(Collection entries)
————————
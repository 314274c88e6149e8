//! Leader election: a pure mapping from view to leader.

use crate::{Hash, ValidatorId, View};
use serde::{Deserialize, Serialize};
use std::sync::Arc;

/// Maps each view to exactly one leader.
pub trait Election: Send + Sync {
    /// The designated leader of `view`.
    fn leader_for(&self, view: View) -> ValidatorId;

    /// Is `validator` the leader of `view`?
    fn is_leader(&self, validator: ValidatorId, view: View) -> bool {
        self.leader_for(view) == validator
    }
}

/// Pseudo-random rotation: the leader index is derived from a hash of the view.
///
/// Every replica computes the same sequence, but consecutive views do not
/// follow committee order.
#[derive(Debug, Clone)]
pub struct RotationElection {
    committee: Vec<ValidatorId>,
}

impl RotationElection {
    /// Create a rotation over a non-empty committee.
    pub fn new(committee: Vec<ValidatorId>) -> Self {
        Self { committee }
    }
}

impl Election for RotationElection {
    fn leader_for(&self, view: View) -> ValidatorId {
        if self.committee.is_empty() {
            return ValidatorId(0);
        }
        let digest = Hash::from_bytes(&view.0.to_le_bytes());
        let index = digest.prefix_u64() % self.committee.len() as u64;
        self.committee[index as usize]
    }
}

/// Committee order, one view each.
#[derive(Debug, Clone)]
pub struct RoundRobinElection {
    committee: Vec<ValidatorId>,
}

impl RoundRobinElection {
    /// Create a round-robin schedule over a non-empty committee.
    pub fn new(committee: Vec<ValidatorId>) -> Self {
        Self { committee }
    }
}

impl Election for RoundRobinElection {
    fn leader_for(&self, view: View) -> ValidatorId {
        if self.committee.is_empty() {
            return ValidatorId(0);
        }
        self.committee[(view.0 % self.committee.len() as u64) as usize]
    }
}

/// One fixed leader for every view.
#[derive(Debug, Clone, Copy)]
pub struct StaticElection {
    leader: ValidatorId,
}

impl StaticElection {
    /// Create an election that always picks `leader`.
    pub fn new(leader: ValidatorId) -> Self {
        Self { leader }
    }
}

impl Election for StaticElection {
    fn leader_for(&self, _view: View) -> ValidatorId {
        self.leader
    }
}

/// Configurable choice of election scheme.
#[derive(Debug, Clone, Copy, Default, PartialEq, Eq, Serialize, Deserialize)]
#[serde(rename_all = "snake_case", tag = "kind")]
pub enum ElectionKind {
    /// [`RotationElection`].
    #[default]
    Rotation,
    /// [`RoundRobinElection`].
    RoundRobin,
    /// [`StaticElection`] with the given leader.
    Static {
        /// The fixed leader.
        leader: ValidatorId,
    },
}

impl ElectionKind {
    /// Instantiate the scheme over `committee`.
    pub fn build(self, committee: Vec<ValidatorId>) -> Arc<dyn Election> {
        match self {
            ElectionKind::Rotation => Arc::new(RotationElection::new(committee)),
            ElectionKind::RoundRobin => Arc::new(RoundRobinElection::new(committee)),
            ElectionKind::Static { leader } => Arc::new(StaticElection::new(leader)),
        }
    }
}

#[cfg(test)]
mod tests {
    use super::*;

    fn committee() -> Vec<ValidatorId> {
        (1..=4).map(ValidatorId).collect()
    }

    #[test]
    fn test_rotation_is_deterministic_and_consistent() {
        let a = RotationElection::new(committee());
        let b = RotationElection::new(committee());
        for view in 0..100 {
            let leader = a.leader_for(View(view));
            assert_eq!(leader, b.leader_for(View(view)));
            assert!(a.is_leader(leader, View(view)));
            assert!(committee().contains(&leader));
        }
    }

    #[test]
    fn test_rotation_reaches_every_member() {
        let election = RotationElection::new(committee());
        let mut seen: Vec<_> = (0..200).map(|v| election.leader_for(View(v))).collect();
        seen.sort();
        seen.dedup();
        assert_eq!(seen, committee());
    }

    #[test]
    fn test_round_robin_order() {
        let election = RoundRobinElection::new(committee());
        assert_eq!(election.leader_for(View(0)), ValidatorId(1));
        assert_eq!(election.leader_for(View(1)), ValidatorId(2));
        assert_eq!(election.leader_for(View(5)), ValidatorId(2));
        assert!(!election.is_leader(ValidatorId(1), View(1)));
    }

    #[test]
    fn test_static_and_kind_parsing() {
        let election = ElectionKind::Static {
            leader: ValidatorId(3),
        }
        .build(committee());
        assert!(election.is_leader(ValidatorId(3), View(42)));

        let kind: ElectionKind = serde_json::from_str(r#"{"kind":"round_robin"}"#).unwrap();
        assert_eq!(kind, ElectionKind::RoundRobin);
    }
}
————————
• **Work to complete**: The answer should be the entries, given again without a single difference.

• **Response to the task**:
repository 314274c88e6149e8
//! Leader election: a pure mapping from view to leader.

use crate::{Hash, ValidatorId, View};
use serde::{Deserialize, Serialize};
use std::sync::Arc;

/// Maps each view to exactly one leader.
pub trait Election: Send + Sync {
    /// The designated leader of `view`.
    fn leader_for(&self, view: View) -> ValidatorId;

    /// Is `validator` the leader of `view`?
    fn is_leader(&self, validator: ValidatorId, view: View) -> bool {
        self.leader_for(view) == validator
    }
}

/// Pseudo-random rotation: the leader index is derived from a hash of the view.
///
/// Every replica computes the same sequence, but consecutive views do not
/// follow committee order.
#[derive(Debug, Clone)]
pub struct RotationElection {
    committee: Vec<ValidatorId>,
}

impl RotationElection {
    /// Create a rotation over a non-empty committee.
    pub fn new(committee: Vec<ValidatorId>) -> Self {
        Self { committee }
    }
}

impl Election for RotationElection {
    fn leader_for(&self, view: View) -> ValidatorId {
        if self.committee.is_empty() {
            return ValidatorId(0);
        }
        let digest = Hash::from_bytes(&view.0.to_le_bytes());
        let index = digest.prefix_u64() % self.committee.len() as u64;
        self.committee[index as usize]
    }
}

/// Committee order, one view each.
#[derive(Debug, Clone)]
pub struct RoundRobinElection {
    committee: Vec<ValidatorId>,
}

impl RoundRobinElection {
    /// Create a round-robin schedule over a non-empty committee.
    pub fn new(committee: Vec<ValidatorId>) -> Self {
        Self { committee }
    }
}

impl Election for RoundRobinElection {
    fn leader_for(&self, view: View) -> ValidatorId {
        if self.committee.is_empty() {
            return ValidatorId(0);
        }
        self.committee[(view.0 % self.committee.len() as u64) as usize]
    }
}

/// One fixed leader for every view.
#[derive(Debug, Clone, Copy)]
pub struct StaticElection {
    leader: ValidatorId,
}

impl StaticElection {
    /// Create an election that always picks `leader`.
    pub fn new(leader: ValidatorId) -> Self {
        Self { leader }
    }
}

impl Election for StaticElection {
    fn leader_for(&self, _view: View) -> ValidatorId {
        self.leader
    }
}

/// Configurable choice of election scheme.
#[derive(Debug, Clone, Copy, Default, PartialEq, Eq, Serialize, Deserialize)]
#[serde(rename_all = "snake_case", tag = "kind")]
pub enum ElectionKind {
    /// [`RotationElection`].
    #[default]
    Rotation,
    /// [`RoundRobinElection`].
    RoundRobin,
    /// [`StaticElection`] with the given leader.
    Static {
        /// The fixed leader.
        leader: ValidatorId,
    },
}

impl ElectionKind {
    /// Instantiate the scheme over `committee`.
    pub fn build(self, committee: Vec<ValidatorId>) -> Arc<dyn Election> {
        match self {
            ElectionKind::Rotation => Arc::new(RotationElection::new(committee)),
            ElectionKind::RoundRobin => Arc::new(RoundRobinElection::new(committee)),
            ElectionKind::Static { leader } => Arc::new(StaticElection::new(leader)),
        }
    }
}

#[cfg(test)]
mod tests {
    use super::*;

    fn committee() -> Vec<ValidatorId> {
        (1..=4).map(ValidatorId).collect()
    }

    #[test]
    fn test_rotation_is_deterministic_and_consistent() {
        let a = RotationElection::new(committee());
        let b = RotationElection::new(committee());
        for view in 0..100 {
            let leader = a.leader_for(View(view));
            assert_eq!(leader, b.leader_for(View(view)));
            assert!(a.is_leader(leader, View(view)));
            assert!(committee().contains(&leader));
        }
    }

    #[test]
    fn test_rotation_reaches_every_member() {
        let election = RotationElection::new(committee());
        let mut seen: Vec<_> = (0..200).map(|v| election.leader_for(View(v))).collect();
        seen.sort();
        seen.dedup();
        assert_eq!(seen, committee());
    }

    #[test]
    fn test_round_robin_order() {
        let election = RoundRobinElection::new(committee());
        assert_eq!(election.leader_for(View(0)), ValidatorId(1));
        assert_eq!(election.leader_for(View(1)), ValidatorId(2));
        assert_eq!(election.leader_for(View(5)), ValidatorId(2));
        assert!(!election.is_leader(ValidatorId(1), View(1)));
    }

    #[test]
    fn test_static_and_kind_parsing() {
        let election = ElectionKind::Static {
            leader: ValidatorId(3),
        }
        .build(committee());
        assert!(election.is_leader(ValidatorId(3), View(42)));

        let kind: ElectionKind = serde_json::from_str(r#"{"kind":"round_robin"}"#).unwrap();
        assert_eq!(kind, ElectionKind::RoundRobin);
    }
}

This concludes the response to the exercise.